Knight Capital cotton specialist Sharon Johnson described the report as "friendly, if not bullish", noting the first sizeable increase in consumption for the marketing year and rising exports. That will help ease concerns about competition from lower-priced polyester and weakening retail demand due to a sluggish global economy. "This month''s 2012/13 world cotton estimates show higher production, consumption and trade, with ending stocks reduced marginally," the report said.
Prices remained in positive territory after the report''s release, but failed to hold 10-month highs reached in earlier trade as some investors used the data as a trigger to lock in profits. The market also hit technical resistance. The most-active May cotton contract on ICE Futures US settled up 0.38 cent, or 0.4 percent, at 86.88 cents a lb.

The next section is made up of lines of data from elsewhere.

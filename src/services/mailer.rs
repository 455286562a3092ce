/**
 * Mail Service
 * Outbound notifications over SMTP, or to the log when no relay is configured
 */
use async_trait::async_trait;
use lettre::{
    message::{Mailbox, MultiPart},
    transport::smtp::authentication::Credentials,
    AsyncSmtpTransport, AsyncTransport, Message, Tokio1Executor,
};
use tokio::sync::Mutex;

use crate::config::{MailConfig, SmtpConfig};
use crate::db::models::{Contact, User};
use crate::error::{AppError, Result};

#[derive(Debug, Clone, PartialEq, Eq)]
pub struct Email {
    pub to: String,
    pub subject: String,
    pub html: String,
    pub text: String,
}

#[async_trait]
pub trait Mailer: Send + Sync {
    async fn send(&self, email: Email) -> Result<()>;
    fn backend(&self) -> &'static str;
}

fn mail_error(e: impl std::fmt::Display) -> AppError {
    AppError::ExternalService(format!("mail delivery failed: {}", e))
}

pub struct SmtpMailer {
    transport: AsyncSmtpTransport<Tokio1Executor>,
    from: Mailbox,
}

impl SmtpMailer {
    pub fn new(smtp: &SmtpConfig, from_name: &str, from_email: &str) -> Result<Self> {
        let builder = if smtp.port == 465 {
            AsyncSmtpTransport::<Tokio1Executor>::relay(&smtp.host)
        } else {
            AsyncSmtpTransport::<Tokio1Executor>::starttls_relay(&smtp.host)
        }
        .map_err(mail_error)?;

        let transport = builder
            .port(smtp.port)
            .credentials(Credentials::new(smtp.user.clone(), smtp.pass.clone()))
            .build();

        let from = Mailbox::new(
            Some(from_name.to_string()),
            from_email.parse().map_err(mail_error)?,
        );

        Ok(Self { transport, from })
    }
}

#[async_trait]
impl Mailer for SmtpMailer {
    async fn send(&self, email: Email) -> Result<()> {
        let message = Message::builder()
            .from(self.from.clone())
            .to(email.to.parse::<Mailbox>().map_err(mail_error)?)
            .subject(email.subject.as_str())
            .multipart(MultiPart::alternative_plain_html(email.text, email.html))
            .map_err(mail_error)?;

        self.transport.send(message).await.map_err(mail_error)?;
        tracing::info!(to = %email.to, subject = %email.subject, "email sent");
        Ok(())
    }

    fn backend(&self) -> &'static str {
        "smtp"
    }
}

/// Logs each message instead of delivering it and keeps a copy.
#[derive(Default)]
pub struct LogMailer {
    sent: Mutex<Vec<Email>>,
}

impl LogMailer {
    pub fn new() -> Self {
        Self::default()
    }

    pub async fn sent(&self) -> Vec<Email> {
        self.sent.lock().await.clone()
    }
}

#[async_trait]
impl Mailer for LogMailer {
    async fn send(&self, email: Email) -> Result<()> {
        tracing::info!(to = %email.to, subject = %email.subject, "email (not delivered, no SMTP relay)");
        self.sent.lock().await.push(email);
        Ok(())
    }

    fn backend(&self) -> &'static str {
        "log"
    }
}

/// SMTP when a relay is configured, otherwise the log mailer.
pub fn from_config(config: &MailConfig) -> Result<std::sync::Arc<dyn Mailer>> {
    match &config.smtp {
        Some(smtp) => Ok(std::sync::Arc::new(SmtpMailer::new(
            smtp,
            &config.from_name,
            &config.from_email,
        )?)),
        None => Ok(std::sync::Arc::new(LogMailer::new())),
    }
}

// ============================================================================
// Templates
// ============================================================================

pub fn welcome_email(user: &User) -> Email {
    Email {
        to: user.email.clone(),
        subject: "Welcome to My Portfolio!".to_string(),
        html: format!(
            "<h2>Welcome {}!</h2>\
             <p>Thank you for joining my portfolio community. You now have access to exclusive content and updates.</p>\
             <p>Best regards,<br>Your Portfolio Team</p>",
            user.name
        ),
        text: format!(
            "Welcome {}!\n\nThank you for joining my portfolio community.\n\nBest regards,\nYour Portfolio Team",
            user.name
        ),
    }
}

pub fn contact_notification(contact: &Contact, admin_email: &str) -> Email {
    Email {
        to: admin_email.to_string(),
        subject: format!("New Contact Form Submission: {}", contact.subject),
        html: format!(
            "<h2>New Contact Form Submission</h2>\
             <p><strong>Name:</strong> {}</p>\
             <p><strong>Email:</strong> {}</p>\
             <p><strong>Subject:</strong> {}</p>\
             <p><strong>Message:</strong></p>\
             <p>{}</p>\
             <p><strong>Submitted at:</strong> {}</p>",
            contact.name,
            contact.email,
            contact.subject,
            contact.message,
            contact.created_at.to_rfc2822()
        ),
        text: format!(
            "New contact form submission\n\nName: {}\nEmail: {}\nSubject: {}\n\n{}",
            contact.name, contact.email, contact.subject, contact.message
        ),
    }
}

pub fn contact_confirmation(contact: &Contact) -> Email {
    Email {
        to: contact.email.clone(),
        subject: "Thank you for contacting us!".to_string(),
        html: format!(
            "<h2>Thank you for reaching out!</h2>\
             <p>Hi {},</p>\
             <p>Thank you for your message. I have received your inquiry about \"{}\" and will get back to you as soon as possible.</p>\
             <p>Best regards,<br>Your Portfolio Team</p>",
            contact.name, contact.subject
        ),
        text: format!(
            "Hi {},\n\nThank you for your message about \"{}\". I will get back to you as soon as possible.\n\nBest regards,\nYour Portfolio Team",
            contact.name, contact.subject
        ),
    }
}

#[cfg(test)]
mod tests {
    use super::*;
    use crate::db::models::{new_object_id, ContactStatus};
    use chrono::Utc;

    fn contact() -> Contact {
        let now = Utc::now();
        Contact {
            id: new_object_id(),
            name: "Jane Doe".into(),
            email: "jane@example.com".into(),
            subject: "Project inquiry".into(),
            message: "I would like to talk about a project.".into(),
            status: ContactStatus::New,
            created_at: now,
            updated_at: now,
        }
    }

    #[test]
    fn test_contact_templates() {
        let c = contact();
        let notification = contact_notification(&c, "admin@portfolio.com");
        assert_eq!(notification.to, "admin@portfolio.com");
        assert_eq!(notification.subject, "New Contact Form Submission: Project inquiry");
        assert!(notification.html.contains("jane@example.com"));

        let confirmation = contact_confirmation(&c);
        assert_eq!(confirmation.to, "jane@example.com");
        assert!(confirmation.html.contains("Project inquiry"));
    }

    #[tokio::test]
    async fn test_log_mailer_records() {
        let mailer = LogMailer::new();
        mailer.send(contact_confirmation(&contact())).await.unwrap();
        let sent = mailer.sent().await;
        assert_eq!(sent.len(), 1);
        assert_eq!(sent[0].subject, "Thank you for contacting us!");
    }

    #[tokio::test]
    async fn test_smtp_mailer_rejects_bad_sender() {
        let smtp = SmtpConfig {
            host: "smtp.example.com".into(),
            port: 587,
            user: "u".into(),
            pass: "p".into(),
        };
        assert!(SmtpMailer::new(&smtp, "Portfolio", "not-an-address").is_err());
        assert!(SmtpMailer::new(&smtp, "Portfolio", "noreply@example.com").is_ok());
    }
}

Prices have rallied nearly 15 percent year-to-date as speculators have piled in, betting on big returns after two years of falling prices. Beijing''s buying spree and expectations of lower crops next year have played into those bullish bets. The only major change in Friday''s report was the increase in expectations for global consumption by 870,000 bales to 107.11 million bales. That would result in a 4 percent increase from 2011/12, although it is down 12 percent from the peak in 2006/07.
The government also adjusted higher its forecast for global exports by 1.49 million 480-lb bales to 41.92 million bales, citing sales and shipments in recent weeks. That is down from 46 million in 2011/12, when China''s stockpiling strategy took off in earnest, but up from 35.49 million in 2010/11.
The USDA cited higher imports by China, Pakistan and Bangladesh, while exports rose for India, the United States, Australia, Turkmenistan and Uzbekistan. Most traders attributed the increase in demand to buying by Beijing''s strategic stockpile, which will account for more than half the global surplus by July.
The USDA upped its forecast for China''s ending stocks by more than 1.5 million bales to 44.11 million bales. The stash is big enough to feed the country''s mills with raw material for more than a year and is considered to be unavailable to the global market, although there are big uncertainties about how or when the material may be sold. Record global ending stocks "are of no consequence unless Chinese stocks are made available at world market prices", said Peter Egli, director of risk management for Plexus Cotton Ltd, a British-based, medium-sized merchant.